The S&P 500 scraped through last week with mixed results. Although the broader market was down by -2.4%, driven in large part by more tariff melodrama and disappointing jobs figures (for which the Commissioner of the Bureau of Labor Statistics ironically lost her job), the Technology sector broadly delivered versus expectations during a crucial week of earnings announcements.

05 August 2025

Both Meta and Microsoft announced their latest quarterly earnings updates, with the former’s revenue jumping 22% on the previous year thanks to a solid advertising business and Microsoft receiving an unexpected boost from its cloud computing business as well as the brought-forward deliveries of PC shipments as retailers stocked up ahead of expected tariffs. Perhaps more interestingly for the future, both firms remain committed to enormous spending on artificial intelligence which is where they and their rivals see tomorrow’s revenue principally accruing from. For example, Microsoft is committed to spending USD 30 billion on capital expenditures in the third quarter alone while google parent Alphabet plans for the full year entail an USD 85 billion spend.

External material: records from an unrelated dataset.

//! spawnq - priority work queue and notebook workload lifecycle.
//!
//! Pending notebook sessions wait in a score-ordered queue; dispatcher
//! workers pop them atomically and hand them to a lifecycle controller that
//! submits the workload to a container orchestrator, watches its status and
//! persists where the notebook can be reached.
//!
//! # Core Concepts
//!
//! - **Queue**: [`PriorityQueue`] stores opaque payloads under a score in an
//!   [`OrderedStore`]. Lower scores dispatch first; [`PriorityBand`] maps
//!   High/Medium/Low onto the score axis. Dequeue is a single atomic pop.
//!
//! - **Workloads**: a [`NotebookDescriptor`] supplies the capabilities the
//!   controller needs ([`DeploymentIdProvider`], [`WorkloadFactory`],
//!   [`ProxyInfoProvider`]). Workload names are derived, never stored.
//!
//! - **Lifecycle**: [`Spawner`] starts, stops and syncs workloads through an
//!   [`Orchestrator`]. Each start runs one background watcher that classifies
//!   status events and persists the terminal snapshot.
//!
//! - **Persistence**: [`ProxyInfoStore`] holds the latest [`ProxyInfo`] per
//!   notebook, replaced as a whole on every write.
//!
//! - **Runtime**: [`QueueDispatcher`] runs worker pools that connect the
//!   queue to the spawner.
//!
//! - **Events**: [`InProcEventBus`] broadcasts [`LifecycleEvent`]s.
//!
//! # Feature Flags
//!
//! - `redis` - Redis sorted-set ordered store
//! - `postgres` - PostgreSQL proxy info store via sqlx
//! - `metrics` - Prometheus metrics support
//!
//! # Example
//!
//! ```ignore
//! use spawnq::*;
//!
//! let queue = PriorityQueue::new(RedisOrderedStore::new("redis://127.0.0.1/")?, "spawnq:queue");
//! queue.enqueue_json(PriorityBand::High, &descriptor).await?;
//!
//! let descriptor: NotebookDescriptor = queue.dequeue_json(ScoreRange::all()).await?;
//! let watch = spawner.start(&descriptor).await?;
//! ```

/// Priority bands and score ranges.
pub mod band;

/// Configuration structures for the queue, notebooks, spawner and persistence.
pub mod config;

/// Typed errors for every collaborator seam.
pub mod error;

/// Lifecycle event bus.
///
/// The `events` module provides [`LifecycleEventPublisher`], the
/// [`LifecycleEvent`] envelope and [`InProcEventBus`] for in-process
/// broadcasting.
pub mod events;

/// Workload lifecycle controller, status watchers and the orchestrator seam.
pub mod lifecycle;

#[cfg(feature = "metrics")]
/// Prometheus metrics.
pub mod metrics;

/// Latest watcher observation per workload.
pub mod observation;

/// Durable proxy info store and store backends.
pub mod persistence;

/// Priority queue over an ordered store.
///
/// The `queue` module defines the [`OrderedStore`] transport trait,
/// [`PriorityQueue`] and [`QueueSnapshot`] for monitoring queue depth.
pub mod queue;

/// Dispatcher workers connecting the queue to the spawner.
pub mod runtime;

/// Cooperative cancellation.
pub mod shutdown;

/// Tracing spans and telemetry recorders.
pub mod telemetry;

/// Workload model: descriptors, capabilities, specs and status.
pub mod workload;

pub use band::*;
pub use config::*;
pub use error::*;
pub use events::*;
pub use lifecycle::{
    Classification, Orchestrator, Spawner, SpawnerBuilder, WatchExit, WatchHandle, WatchOutcome,
    classify,
};
pub use observation::*;
pub use persistence::ProxyInfoStore;
#[cfg(feature = "postgres")]
pub use persistence::PostgresProxyInfoStore;
#[cfg(feature = "redis")]
pub use persistence::RedisOrderedStore;
pub use queue::*;
pub use runtime::{DispatchStatus, QueueDispatcher, WorkerConfig};
pub use shutdown::ShutdownToken;
pub use workload::*;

For investors in the S&P 500 – which really means investors in global equities given the 70% allocation to the US in the MSCI AC World Index – the stakes could not be higher. For some years now, the S&P 500 has been chasing earnings expectations and has now so comfortably outpaced said expectations that the forward price-earnings (P/E) ratio now stands at a cool 23.5x valuation multiple, versus an average ratio over the last thirty years of 18.6x. Some of this persistent excess can be put down to a new culture of retail stock investing in the US which seems to care more for the story than the hard numbers.

App-based platforms like eToro and Robinhood now allow the younger investor swapping tips on Reddit to quickly and easily put their money where their mouth is, and this has had a perversely calming effect on the market amid this year’s geopolitical uncertainty. But as some point, fundamentals will surely matter and the S&P 500 will need to see a meaningful payoff from the AI spending splurge. Right now, only Nvidia has much to show for it but if the rest of Big Tech’s revenue drivers don’t move on from the old stalwarts of online advertising, cloud computing and operating systems in the near future, the market may well have something to say about it.

Soon it will be “show me the money” time…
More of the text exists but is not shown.